## EXERCISE PROMPT
Would you print each of the entries below precisely as given?

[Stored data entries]
+++++

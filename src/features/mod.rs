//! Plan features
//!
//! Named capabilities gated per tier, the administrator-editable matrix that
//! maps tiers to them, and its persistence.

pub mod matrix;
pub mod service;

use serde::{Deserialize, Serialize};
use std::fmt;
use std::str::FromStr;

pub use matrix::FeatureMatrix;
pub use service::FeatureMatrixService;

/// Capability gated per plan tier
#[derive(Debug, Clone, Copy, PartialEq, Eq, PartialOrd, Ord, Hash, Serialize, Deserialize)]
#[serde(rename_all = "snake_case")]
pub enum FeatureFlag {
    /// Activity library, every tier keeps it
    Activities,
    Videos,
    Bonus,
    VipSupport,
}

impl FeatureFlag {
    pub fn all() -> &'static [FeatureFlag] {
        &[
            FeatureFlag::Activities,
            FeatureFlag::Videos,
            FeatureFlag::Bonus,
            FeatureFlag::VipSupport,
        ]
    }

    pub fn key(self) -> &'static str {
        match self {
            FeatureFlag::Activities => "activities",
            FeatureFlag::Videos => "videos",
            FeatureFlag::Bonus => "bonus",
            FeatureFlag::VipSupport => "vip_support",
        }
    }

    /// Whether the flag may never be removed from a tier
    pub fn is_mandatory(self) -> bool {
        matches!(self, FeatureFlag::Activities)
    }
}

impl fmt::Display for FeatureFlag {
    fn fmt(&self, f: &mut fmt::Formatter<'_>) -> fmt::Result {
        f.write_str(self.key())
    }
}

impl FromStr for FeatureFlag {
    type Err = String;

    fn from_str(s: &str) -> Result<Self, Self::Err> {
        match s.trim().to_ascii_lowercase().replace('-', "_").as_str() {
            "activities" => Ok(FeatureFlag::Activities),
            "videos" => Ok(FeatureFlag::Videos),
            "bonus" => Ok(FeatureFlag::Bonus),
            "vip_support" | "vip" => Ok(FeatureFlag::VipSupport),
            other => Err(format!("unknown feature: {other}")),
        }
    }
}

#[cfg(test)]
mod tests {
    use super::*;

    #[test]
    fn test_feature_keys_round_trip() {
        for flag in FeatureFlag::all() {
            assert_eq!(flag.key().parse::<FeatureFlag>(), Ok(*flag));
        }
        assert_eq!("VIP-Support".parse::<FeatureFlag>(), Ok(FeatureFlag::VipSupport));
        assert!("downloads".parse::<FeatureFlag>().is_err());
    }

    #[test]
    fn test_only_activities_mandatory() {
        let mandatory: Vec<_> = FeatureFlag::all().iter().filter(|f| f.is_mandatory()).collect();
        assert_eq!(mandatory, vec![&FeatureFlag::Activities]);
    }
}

+++++

## OUTPUT
filename src/features/mod.rs
//! Plan features
//!
//! Named capabilities gated per tier, the administrator-editable matrix that
//! maps tiers to them, and its persistence.

pub mod matrix;
pub mod service;

use serde::{Deserialize, Serialize};
use std::fmt;
use std::str::FromStr;

pub use matrix::FeatureMatrix;
pub use service::FeatureMatrixService;

/// Capability gated per plan tier
#[derive(Debug, Clone, Copy, PartialEq, Eq, PartialOrd, Ord, Hash, Serialize, Deserialize)]
#[serde(rename_all = "snake_case")]
pub enum FeatureFlag {
    /// Activity library, every tier keeps it
    Activities,
    Videos,
    Bonus,
    VipSupport,
}

impl FeatureFlag {
    pub fn all() -> &'static [FeatureFlag] {
        &[
            FeatureFlag::Activities,
            FeatureFlag::Videos,
            FeatureFlag::Bonus,
            FeatureFlag::VipSupport,
        ]
    }

    pub fn key(self) -> &'static str {
        match self {
            FeatureFlag::Activities => "activities",
            FeatureFlag::Videos => "videos",
            FeatureFlag::Bonus => "bonus",
            FeatureFlag::VipSupport => "vip_support",
        }
    }

    /// Whether the flag may never be removed from a tier
    pub fn is_mandatory(self) -> bool {
        matches!(self, FeatureFlag::Activities)
    }
}

impl fmt::Display for FeatureFlag {
    fn fmt(&self, f: &mut fmt::Formatter<'_>) -> fmt::Result {
        f.write_str(self.key())
    }
}

impl FromStr for FeatureFlag {
    type Err = String;

    fn from_str(s: &str) -> Result<Self, Self::Err> {
        match s.trim().to_ascii_lowercase().replace('-', "_").as_str() {
            "activities" => Ok(FeatureFlag::Activities),
            "videos" => Ok(FeatureFlag::Videos),
            "bonus" => Ok(FeatureFlag::Bonus),
            "vip_support" | "vip" => Ok(FeatureFlag::VipSupport),
            other => Err(format!("unknown feature: {other}")),
        }
    }
}

#[cfg(test)]
mod tests {
    use super::*;

    #[test]
    fn test_feature_keys_round_trip() {
        for flag in FeatureFlag::all() {
            assert_eq!(flag.key().parse::<FeatureFlag>(), Ok(*flag));
        }
        assert_eq!("VIP-Support".parse::<FeatureFlag>(), Ok(FeatureFlag::VipSupport));
        assert!("downloads".parse::<FeatureFlag>().is_err());
    }

    #[test]
    fn test_only_activities_mandatory() {
        let mandatory: Vec<_> = FeatureFlag::all().iter().filter(|f| f.is_mandatory()).collect();
        assert_eq!(mandatory, vec![&FeatureFlag::Activities]);
    }
}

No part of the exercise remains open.